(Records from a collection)
============================================================

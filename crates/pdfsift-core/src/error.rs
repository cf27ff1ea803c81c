//! Error types for pdfsift-core.

/// Errors that can occur while turning one document into a record.
///
/// Everything here is contained at the document level: the caller logs
/// and moves on to the next input, it never aborts a batch.
#[derive(Debug, thiserror::Error)]
pub enum DocumentError {
    /// IO error reading the input.
    #[error("IO error: {0}")]
    Io(#[from] std::io::Error),

    /// The document could not be opened or parsed at all.
    #[error("extraction failed: {0}")]
    Extraction(String),

    /// Input exceeds the extraction collaborator's size gate.
    #[error("file too large: {0} bytes")]
    FileTooLarge(u64),
}

/// Result type alias using `DocumentError`.
pub type Result<T> = std::result::Result<T, DocumentError>;
//! Core decision logic: normalization, keyword extraction, sentence
//! chunking, and multi-source author deduction with external verification.

pub mod author;
pub mod chunker;
pub mod error;
pub mod keywords;
pub mod normalize;
pub mod pipeline;
mod stopwords;
pub mod types;

pub use author::{
    AuthorDeductionEngine, Candidates, Verification, VerificationOracle, generate_candidates,
};
pub use chunker::SentenceChunker;
pub use error::DocumentError;
pub use keywords::extract_keywords;
pub use normalize::normalize;
pub use pipeline::{DocumentExtractor, DocumentPipeline};
pub use types::{AuthorDecision, Chunk, DocumentRecord, Justification, RawDocument};

/// Documents with this many pages or fewer are never attributed.
pub const SHORT_DOCUMENT_PAGES: usize = 30;

/// Keywords reported per document and per chunk.
pub const TOP_KEYWORDS: usize = 5;

/// Default soft word budget for one chunk.
pub const DEFAULT_MAX_CHUNK_WORDS: usize = 300;
//! Embedded stopword data, English and Turkish.
//!
//! Loaded once into a process-wide read-only set; never mutated after
//! initialization. The lists are the standard NLTK ones the upstream
//! corpus tooling ships.

use std::collections::HashSet;
use std::sync::LazyLock;

#[rustfmt::skip]
const ENGLISH: &[&str] = &[
    "i", "me", "my", "myself", "we", "our", "ours", "ourselves", "you",
    "you're", "you've", "you'll", "you'd", "your", "yours", "yourself",
    "yourselves", "he", "him", "his", "himself", "she", "she's", "her",
    "hers", "herself", "it", "it's", "its", "itself", "they", "them",
    "their", "theirs", "themselves", "what", "which", "who", "whom",
    "this", "that", "that'll", "these", "those", "am", "is", "are",
    "was", "were", "be", "been", "being", "have", "has", "had",
    "having", "do", "does", "did", "doing", "a", "an", "the", "and",
    "but", "if", "or", "because", "as", "until", "while", "of", "at",
    "by", "for", "with", "about", "against", "between", "into",
    "through", "during", "before", "after", "above", "below", "to",
    "from", "up", "down", "in", "out", "on", "off", "over", "under",
    "again", "further", "then", "once", "here", "there", "when",
    "where", "why", "how", "all", "any", "both", "each", "few", "more",
    "most", "other", "some", "such", "no", "nor", "not", "only", "own",
    "same", "so", "than", "too", "very", "s", "t", "can", "will",
    "just", "don", "don't", "should", "should've", "now", "d", "ll",
    "m", "o", "re", "ve", "y", "ain", "aren", "aren't", "couldn",
    "couldn't", "didn", "didn't", "doesn", "doesn't", "hadn", "hadn't",
    "hasn", "hasn't", "haven", "haven't", "isn", "isn't", "ma",
    "mightn", "mightn't", "mustn", "mustn't", "needn", "needn't",
    "shan", "shan't", "shouldn", "shouldn't", "wasn", "wasn't",
    "weren", "weren't", "won", "won't", "wouldn", "wouldn't",
];

#[rustfmt::skip]
const TURKISH: &[&str] = &[
    "acaba", "ama", "aslında", "az", "bazı", "belki", "biri", "birkaç",
    "birşey", "biz", "bu", "çok", "çünkü", "da", "daha", "de", "defa",
    "diye", "eğer", "en", "gibi", "hem", "hep", "hepsi", "her", "hiç",
    "için", "ile", "ise", "kez", "ki", "kim", "mı", "mu", "mü",
    "nasıl", "ne", "neden", "nerde", "nerede", "nereye", "niçin",
    "niye", "o", "sanki", "şey", "siz", "şu", "tüm", "ve", "veya",
    "ya", "yani",
];

static COMBINED: LazyLock<HashSet<&'static str>> =
    LazyLock::new(|| ENGLISH.iter().chain(TURKISH).copied().collect());

/// Whether a lowercased token belongs to the combined stopword set.
pub(crate) fn is_stopword(token: &str) -> bool {
    COMBINED.contains(token)
}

============================================================

→ The task
Each line in the data where the string "that" occurs should be identified and copied.

→ Solution to this exercise
/// Errors that can occur while turning one document into a record.
    "this", "that", "that'll", "these", "those", "am", "is", "are",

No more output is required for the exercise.